Durante os últimos meses, este lugar foi para mim como deve ter sido para outras pessoas, uma fonte pura de energia. Todas as manhãs eu estacionava meu carro na rua que o margeia, respirava o sopro da primeira brisa, dava bom dia ao dia, bendizia o sol, agradecia a vida, e ouvia o louvor da natureza na voz dos pardais e bem-te-vis. De alma nova, calmamente dava as cinco voltas ao redor do lago, enquanto declinava os cinco mistérios do terço. Assim começava o meu dia. Andar pode fazer muito bem à saúde do corpo e da alma. O lago para os que o freqüentam, se torna com o passar do tempo um forte referencial.

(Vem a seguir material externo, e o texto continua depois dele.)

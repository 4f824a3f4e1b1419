//! Core value and state types for the external signature field.
//!
//! The structured value serializes to the persisted JSON form via serde.
//! Field declaration order is the wire key order, so `identity` always
//! precedes `serviceName`.

use serde::{Deserialize, Serialize};

/// The signer's identity as entered by the user.
#[derive(Debug, Clone, Default, Serialize, Deserialize, PartialEq, Eq)]
pub struct Identity {
    pub email: String,
}

/// The structured value behind an external signature field.
///
/// `email` is raw user text and is not guaranteed to be well-formed.
/// `service_name` is fixed per field instance.
#[derive(Debug, Clone, Default, Serialize, Deserialize, PartialEq, Eq)]
pub struct StructuredValue {
    pub identity: Identity,
    #[serde(rename = "serviceName", default)]
    pub service_name: String,
}

impl StructuredValue {
    /// A value with the given email bound to a signing service.
    pub fn new(email: impl Into<String>, service_name: impl Into<String>) -> Self {
        Self {
            identity: Identity {
                email: email.into(),
            },
            service_name: service_name.into(),
        }
    }

    /// The "no value" state: empty email, configured service.
    pub fn empty(service_name: impl Into<String>) -> Self {
        Self::new(String::new(), service_name)
    }

    pub fn email(&self) -> &str {
        &self.identity.email
    }
}

/// Kinds of form element that can appear in validation events.
///
/// External signatures validate as identities, so the default message for an
/// `ExternalSignature` field is scoped to `Identity`.
#[derive(Debug, Clone, Copy, Serialize, Deserialize, PartialEq, Eq, Hash)]
pub enum ElementType {
    ExternalSignature,
    Identity,
}

impl ElementType {
    pub fn as_str(&self) -> &'static str {
        match self {
            ElementType::ExternalSignature => "ExternalSignature",
            ElementType::Identity => "Identity",
        }
    }
}

impl std::fmt::Display for ElementType {
    fn fmt(&self, f: &mut std::fmt::Formatter<'_>) -> std::fmt::Result {
        f.write_str(self.as_str())
    }
}

/// The user interaction that triggered an evaluation.
#[derive(Debug, Clone, Copy, Serialize, Deserialize, PartialEq, Eq, Hash)]
#[serde(rename_all = "lowercase")]
pub enum EventType {
    Change,
    Blur,
}

impl EventType {
    pub fn as_str(&self) -> &'static str {
        match self {
            EventType::Change => "change",
            EventType::Blur => "blur",
        }
    }
}

impl std::fmt::Display for EventType {
    fn fmt(&self, f: &mut std::fmt::Formatter<'_>) -> std::fmt::Result {
        f.write_str(self.as_str())
    }
}

/// Where a displayed message came from.
#[derive(Debug, Clone, Copy, Default, Serialize, Deserialize, PartialEq, Eq)]
#[serde(rename_all = "lowercase")]
pub enum ErrorSource {
    #[default]
    Default,
    User,
}

/// The error currently attached to a field, as seen by a renderer.
#[derive(Debug, Clone, Default, Serialize, Deserialize, PartialEq, Eq)]
pub struct ErrorState {
    #[serde(default, skip_serializing_if = "Option::is_none")]
    pub message: Option<String>,
    #[serde(default)]
    pub source: ErrorSource,
}

/// Error display state machine.
#[derive(Debug, Clone, Default, PartialEq, Eq)]
pub enum ErrorDisplay {
    #[default]
    NoError,
    ShowingDefaultError(String),
    ShowingUserError(String),
    /// An override silenced the error for the last evaluated event.
    Suppressed,
}

impl ErrorDisplay {
    /// The message to render, if any.
    pub fn message(&self) -> Option<&str> {
        match self {
            ErrorDisplay::ShowingDefaultError(m) | ErrorDisplay::ShowingUserError(m) => {
                Some(m.as_str())
            }
            ErrorDisplay::NoError | ErrorDisplay::Suppressed => None,
        }
    }

    pub fn is_showing(&self) -> bool {
        self.message().is_some()
    }

    pub fn to_error_state(&self) -> ErrorState {
        match self {
            ErrorDisplay::ShowingUserError(m) => ErrorState {
                message: Some(m.clone()),
                source: ErrorSource::User,
            },
            ErrorDisplay::ShowingDefaultError(m) => ErrorState {
                message: Some(m.clone()),
                source: ErrorSource::Default,
            },
            // Suppression is a user decision with nothing to show.
            ErrorDisplay::Suppressed => ErrorState {
                message: None,
                source: ErrorSource::User,
            },
            ErrorDisplay::NoError => ErrorState::default(),
        }
    }
}

#[cfg(test)]
mod tests {
    use super::*;

    #[test]
    fn structured_value_serializes_identity_first() {
        let value = StructuredValue::new("a@b.io", "DocuSign");
        let json = serde_json::to_string(&value).unwrap();
        assert_eq!(json, r#"{"identity":{"email":"a@b.io"},"serviceName":"DocuSign"}"#);
    }

    #[test]
    fn empty_value_keeps_service_name() {
        let value = StructuredValue::empty("DocuSign");
        assert_eq!(value.email(), "");
        assert_eq!(value.service_name, "DocuSign");
    }

    #[test]
    fn event_type_wire_names() {
        assert_eq!(serde_json::to_string(&EventType::Change).unwrap(), r#""change""#);
        assert_eq!(serde_json::to_string(&EventType::Blur).unwrap(), r#""blur""#);
        assert_eq!(EventType::Blur.to_string(), "blur");
    }

    #[test]
    fn element_type_wire_names() {
        assert_eq!(
            serde_json::to_string(&ElementType::ExternalSignature).unwrap(),
            r#""ExternalSignature""#
        );
        assert_eq!(ElementType::Identity.to_string(), "Identity");
    }

    #[test]
    fn error_display_messages() {
        assert_eq!(ErrorDisplay::NoError.message(), None);
        assert_eq!(ErrorDisplay::Suppressed.message(), None);
        assert_eq!(
            ErrorDisplay::ShowingDefaultError("bad".into()).message(),
            Some("bad")
        );
        assert!(ErrorDisplay::ShowingUserError("custom".into()).is_showing());
    }

    #[test]
    fn error_state_tracks_source() {
        let state = ErrorDisplay::ShowingUserError("custom".into()).to_error_state();
        assert_eq!(state.message.as_deref(), Some("custom"));
        assert_eq!(state.source, ErrorSource::User);

        let state = ErrorDisplay::ShowingDefaultError("bad".into()).to_error_state();
        assert_eq!(state.source, ErrorSource::Default);

        let state = ErrorDisplay::Suppressed.to_error_state();
        assert_eq!(state.message, None);
        assert_eq!(state.source, ErrorSource::User);

        assert_eq!(ErrorDisplay::NoError.to_error_state(), ErrorState::default());
    }
}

O lago só subsiste, só permanece e se personaliza por ser o fator de equilíbrio da praça. O lago é estático e só tem vida, só significa, porque giramos em torno dele. O lago só é paz porque de maneira centrífuga despejamos nele nossos sonhos de agora, nossas lembranças do antes e nossas visões do depois. O lago é como um vórtice triturador de nossas dores, angústias e problemas. O lago não interage, mas como um velho sábio, ouve todos os clamores e desabafos sem nada questionar, sem nada responder. O lago nos passa uma idéia cíclica de vida. Do lago emana a brisa que nos refresca, e no lago por um imaterial remoinho, são absorvidos como numa clepsidra, os minutos da nossa vida. O lago é começo e fim em si mesmo. O lago nos alimenta e nos desgasta, nos dá e nos cobra. O lago nos ensina e nos questiona. O lago só se faz presente para as pessoas que o entendem, para os que o decifram e para aqueles que o vêem.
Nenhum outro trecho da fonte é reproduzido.